PAK Rahmat telah memberikan mandatnya kepada seksi acara untuk menyusun rangkaian acara, termasuk acara apa saja yang akan dilaksanakan dalam pentas seni nanti. Saat kami menghadapnya untuk menyampaikan usul Putri, Pak Rahmat menyuruh kami langsung bicara pada Nira saja.

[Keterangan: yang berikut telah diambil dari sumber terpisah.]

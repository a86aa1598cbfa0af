//! Trailing session range (52-week low/high).
//!
//! LOW(n) = min(L[t-n+1..=t]), HIGH(n) = max(H[t-n+1..=t]), rounded to 2 dp.
//! With fewer than n bars the whole series is used.

use crate::domain::price::{round2, PriceBar};

pub const SESSIONS_PER_WEEK: usize = 5;
pub const WEEKS_PER_YEAR: usize = 52;

/// Default lookback: 52 weeks of 5 sessions.
pub const DEFAULT_RANGE_SESSIONS: usize = WEEKS_PER_YEAR * SESSIONS_PER_WEEK;

fn window(bars: &[PriceBar], sessions: usize) -> &[PriceBar] {
    &bars[bars.len().saturating_sub(sessions)..]
}

pub fn range_low(bars: &[PriceBar], sessions: usize) -> Option<f64> {
    window(bars, sessions)
        .iter()
        .map(|b| b.low)
        .min_by(|a, b| a.total_cmp(b))
        .map(round2)
}

pub fn range_high(bars: &[PriceBar], sessions: usize) -> Option<f64> {
    window(bars, sessions)
        .iter()
        .map(|b| b.high)
        .max_by(|a, b| a.total_cmp(b))
        .map(round2)
}

#[cfg(test)]
mod tests {
    use super::*;
    use chrono::NaiveDate;

    fn make_bars(lows_highs: &[(f64, f64)]) -> Vec<PriceBar> {
        let start = NaiveDate::from_ymd_opt(2023, 1, 2).unwrap();
        lows_highs
            .iter()
            .enumerate()
            .map(|(i, &(low, high))| PriceBar {
                date: start + chrono::Duration::days(i as i64),
                open: low,
                high,
                low,
                close: high,
                adj_close: high,
                volume: 10,
            })
            .collect()
    }

    #[test]
    fn default_sessions() {
        assert_eq!(DEFAULT_RANGE_SESSIONS, 260);
    }

    #[test]
    fn only_trailing_window_counts() {
        let bars = make_bars(&[(1.0, 500.0), (10.0, 20.0), (12.0, 22.0), (11.0, 21.5)]);
        assert_eq!(range_low(&bars, 3), Some(10.0));
        assert_eq!(range_high(&bars, 3), Some(22.0));
        assert_eq!(range_low(&bars, 4), Some(1.0));
        assert_eq!(range_high(&bars, 4), Some(500.0));
    }

    #[test]
    fn short_history_uses_everything() {
        let bars = make_bars(&[(10.456, 20.004)]);
        assert_eq!(range_low(&bars, 260), Some(10.46));
        assert_eq!(range_high(&bars, 260), Some(20.0));
    }

    #[test]
    fn empty_is_none() {
        assert_eq!(range_low(&[], 260), None);
        assert_eq!(range_high(&[], 260), None);
    }
}
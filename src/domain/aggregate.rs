//! Final ranked watchlist.

use crate::domain::fundamental::FundamentalSnapshot;
use crate::domain::price::round2;
use crate::domain::ranking::PerformanceRecord;
use crate::domain::technical::TechnicalSnapshot;
use serde::Serialize;

/// A symbol that passed every admission condition.
#[derive(Debug, Clone)]
pub struct AdmittedSymbol {
    pub performance: PerformanceRecord,
    pub technical: TechnicalSnapshot,
    pub fundamental: FundamentalSnapshot,
}

/// One output row.
#[derive(Debug, Clone, PartialEq, Serialize)]
pub struct ScreenResult {
    #[serde(rename = "Ticker")]
    pub ticker: String,
    #[serde(rename = "Latest_Price")]
    pub latest_price: f64,
    #[serde(rename = "Score")]
    pub score: f64,
    #[serde(rename = "Ema50")]
    pub ema50: f64,
    #[serde(rename = "Ema150")]
    pub ema150: f64,
    #[serde(rename = "52high")]
    pub high52w: f64,
    #[serde(rename = "52low")]
    pub low52w: f64,
    #[serde(rename = "Recomm")]
    pub recommendation: String,
}

pub const RESULT_COLUMNS: [&str; 8] = [
    "Ticker",
    "Latest_Price",
    "Score",
    "Ema50",
    "Ema150",
    "52high",
    "52low",
    "Recomm",
];

/// Builds rows sorted by score descending. The sort is stable, so ties keep
/// the order of `admitted` (universe order).
pub fn aggregate_results(admitted: &[AdmittedSymbol]) -> Vec<ScreenResult> {
    let mut rows: Vec<ScreenResult> = admitted
        .iter()
        .filter_map(|a| {
            let score = a.performance.percentile_score?;
            Some(ScreenResult {
                ticker: a.performance.symbol.clone(),
                latest_price: a.technical.latest_price,
                score: round2(score),
                ema50: a.technical.ema_short,
                ema150: a.technical.ema_long,
                high52w: a.technical.high_52w,
                low52w: a.technical.low_52w,
                recommendation: a
                    .fundamental
                    .recommendation
                    .as_ref()
                    .map(|r| r.to_string())
                    .unwrap_or_default(),
            })
        })
        .collect();

    rows.sort_by(|a, b| b.score.total_cmp(&a.score));
    rows
}
//! Exponential Moving Average, bias-corrected ("adjust") form.
//!
//! a = 2/(n+1). EMA[t] = sum(w_i * C[t-i]) / sum(w_i) over i in 0..=t,
//! w_i = (1-a)^i. No warmup: the first value is C[0], later values weight
//! only the history actually present. Each output is rounded to 2 dp.

use crate::domain::indicator::{IndicatorPoint, IndicatorSeries, IndicatorType};
use crate::domain::price::{round2, PriceBar};

/// Unrounded adjusted EMA of `values`.
pub fn ema_adjusted(values: &[f64], span: usize) -> Vec<f64> {
    if span == 0 {
        return Vec::new();
    }
    let decay = 1.0 - 2.0 / (span as f64 + 1.0);
    let mut numerator = 0.0;
    let mut denominator = 0.0;

    values
        .iter()
        .map(|&v| {
            numerator = v + decay * numerator;
            denominator = 1.0 + decay * denominator;
            numerator / denominator
        })
        .collect()
}

/// EMA of the adjusted close, rounded to 2 dp per bar.
pub fn calculate_ema(bars: &[PriceBar], span: usize) -> IndicatorSeries {
    let closes: Vec<f64> = bars.iter().map(|b| b.adj_close).collect();
    let values = ema_adjusted(&closes, span)
        .into_iter()
        .zip(bars)
        .map(|(value, bar)| IndicatorPoint {
            date: bar.date,
            value: round2(value),
        })
        .collect();

    IndicatorSeries {
        indicator_type: IndicatorType::Ema(span),
        values,
    }
}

          Nira—sama seperti kami—belum lama bergabung menjadi guru di sekolah ini. Usianya terpaut dua tahun lebih tua dibanding usia kami. Nira adalah teman akrab Putri di sekolah ini, jadi tanpa segan Putri langsung mengajukan idenya dan tanpa ragu Nira menerimanya. Nira tahu Putri hobi melukis dan sudah sering melihat lukisan-lukisan karya temannya itu. Ia pun mengagumi kemampuan sahabatnya.
          Putri tidak akan memberatkan pekerjaan seksi yang didampingi Nira karena dia berniat turun tangan sendiri mengurus segala hal dalam pameran itu. tentu akan kupaksa juga Yuda membantu Putri. Meskipun ia belum kutanyai bersedia atau tidak ikut berpartisipasi, kuyakin Yuda mau.